= MASH (game) =

Children's fortune-telling game

MASH is a multiplayer paper-and-pencil game commonly played by children intended to predict one's future. The name is an acronym of "Mansion, Apartment, Shack/Street/Shed/Sewers/Swamp, and House".
Additional variations include adding a potential car, future spouse, and ultimate career choice, among the numerous other possible categories.

==Game play for MASH==
1. The game starts by either player writing out the title MASH at the top of a piece of paper.
2. Both players contribute to writing a list of categories like where they live, how many kids they have, who they marry, and what their job would be.
3. Each player thinks of 3 answers for each category: 2 they want and 1 they don't, and writes them in a column under the category title.

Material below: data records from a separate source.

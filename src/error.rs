use std::io;
use std::path::PathBuf;

use thiserror::Error;

/// Application-wide result type alias.
pub type Result<T> = std::result::Result<T, AppError>;

/// Application error types.
#[derive(Debug, Error)]
pub enum AppError {
    /// I/O errors from terminal or filesystem operations.
    #[error("I/O error: {0}")]
    Io(#[from] io::Error),

    /// Terminal initialization or rendering errors.
    #[error("Terminal error: {0}")]
    Terminal(String),

    /// The browser could not be opened at any start directory.
    #[error("Cannot open start directory: {0}")]
    Navigation(#[from] NavigationError),
}

/// A directory could not be enumerated.
#[derive(Debug, Error)]
pub enum ListingError {
    #[error("{} does not exist", path.display())]
    NotFound { path: PathBuf },

    #[error("{} is not a directory", path.display())]
    NotADirectory { path: PathBuf },

    #[error("permission denied: {}", path.display())]
    PermissionDenied { path: PathBuf },

    #[error("failed to read directory {}: {source}", path.display())]
    Io {
        path: PathBuf,
        #[source]
        source: io::Error,
    },
}

impl ListingError {
    /// Classify an I/O error raised while reading `path`.
    pub fn from_io(path: PathBuf, source: io::Error) -> Self {
        match source.kind() {
            io::ErrorKind::NotFound => ListingError::NotFound { path },
            io::ErrorKind::PermissionDenied => ListingError::PermissionDenied { path },
            _ => ListingError::Io { path, source },
        }
    }
}

/// A user-initiated navigation failed. State stays at its prior position.
#[derive(Debug, Error)]
pub enum NavigationError {
    #[error("cannot resolve {}: {source}", path.display())]
    Resolve {
        path: PathBuf,
        #[source]
        source: io::Error,
    },

    #[error(transparent)]
    Listing(#[from] ListingError),
}

/// Opening a file in an external program failed.
#[derive(Debug, Error)]
pub enum OpenError {
    #[error("no program could open {}", path.display())]
    NoProgram { path: PathBuf },
}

4. Player 2 then begins to draw a swirl on a separate piece of paper. Player 1 says "Stop" at a time they choose after waiting at least 3 seconds, and player 2 stops and draws a line through the swirl from the endpoint to the starting point. They then count how many times the swirl intercepts the line drawn.

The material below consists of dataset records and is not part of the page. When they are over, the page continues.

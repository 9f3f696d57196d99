use ratatui::{
    buffer::Buffer,
    layout::Rect,
    style::{Modifier, Style},
    text::{Line, Span},
    widgets::{Block, Borders, Clear, Padding, Widget},
};

use crate::app::InputState;
use crate::theme::ThemeColors;

/// Single-line search prompt drawn over the listing.
pub struct SearchPrompt<'a> {
    input: &'a InputState,
    theme: &'a ThemeColors,
}

impl<'a> SearchPrompt<'a> {
    pub fn new(input: &'a InputState, theme: &'a ThemeColors) -> Self {
        Self { input, theme }
    }

    fn centered_rect(width: u16, height: u16, area: Rect) -> Rect {
        let w = width.min(area.width);
        let h = height.min(area.height);
        let x = area.x + area.width.saturating_sub(w) / 2;
        let y = area.y + area.height.saturating_sub(h) / 2;
        Rect::new(x, y, w, h)
    }

    /// Split the input around the cursor: text before, the cursor cell, text after.
    fn split_at_cursor(&self) -> (&'a str, &'a str, &'a str) {
        let text = self.input.input.as_str();
        let pos = self.input.cursor_position.min(text.len());
        match text[pos..].chars().next() {
            Some(c) => {
                let end = pos + c.len_utf8();
                (&text[..pos], &text[pos..end], &text[end..])
            }
            None => (text, " ", ""),
        }
    }
}

impl Widget for SearchPrompt<'_> {
    fn render(self, area: Rect, buf: &mut Buffer) {
        if area.height < 4 || area.width < 20 {
            return;
        }

        let width = (area.width * 6 / 10).clamp(30, 60);
        let rect = Self::centered_rect(width, 4, area);
        Clear.render(rect, buf);

        let block = Block::default()
            .title(" Search ")
            .borders(Borders::ALL)
            .border_style(Style::default().fg(self.theme.border_focused_fg))
            .style(Style::default().bg(self.theme.dialog_bg))
            .padding(Padding::horizontal(1));
        let inner = block.inner(rect);
        block.render(rect, buf);

        let (before, cursor, after) = self.split_at_cursor();
        let input_style = Style::default().fg(self.theme.file_fg);
        let input_line = Line::from(vec![
            Span::styled(
                "🔍 ",
                Style::default()
                    .fg(self.theme.accent_fg)
                    .add_modifier(Modifier::BOLD),
            ),
            Span::styled(before, input_style),
            Span::styled(
                cursor,
                Style::default()
                    .bg(self.theme.selected_fg)
                    .fg(self.theme.dialog_bg),
            ),
            Span::styled(after, input_style),
        ]);
        buf.set_line(inner.x, inner.y, &input_line, inner.width);

        if inner.height > 1 {
            let hint = Line::from(Span::styled(
                "Enter: search │ Esc: cancel",
                Style::default().fg(self.theme.dim_fg),
            ));
            buf.set_line(inner.x, inner.y + 1, &hint, inner.width);
        }
    }
}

  1. Alternatively, player 2 will make tally marks instead of drawing a swirl. When player 1 says 'Stop', player 2 stops drawing marks and counts them.
5. Player 1 or 2 counts each item down the page (starting with the MASH), and crosses off the answer that they land on. For instance, if four lines were counted in the swirl, every fourth answer is crossed off the list. This continues until there is only one item in each category. Each letter in the title is considered an answer and should be crossed off accordingly.
6. The remaining items are considered to determine the Player 1's future while the crossed-out ones will be Player 2's future.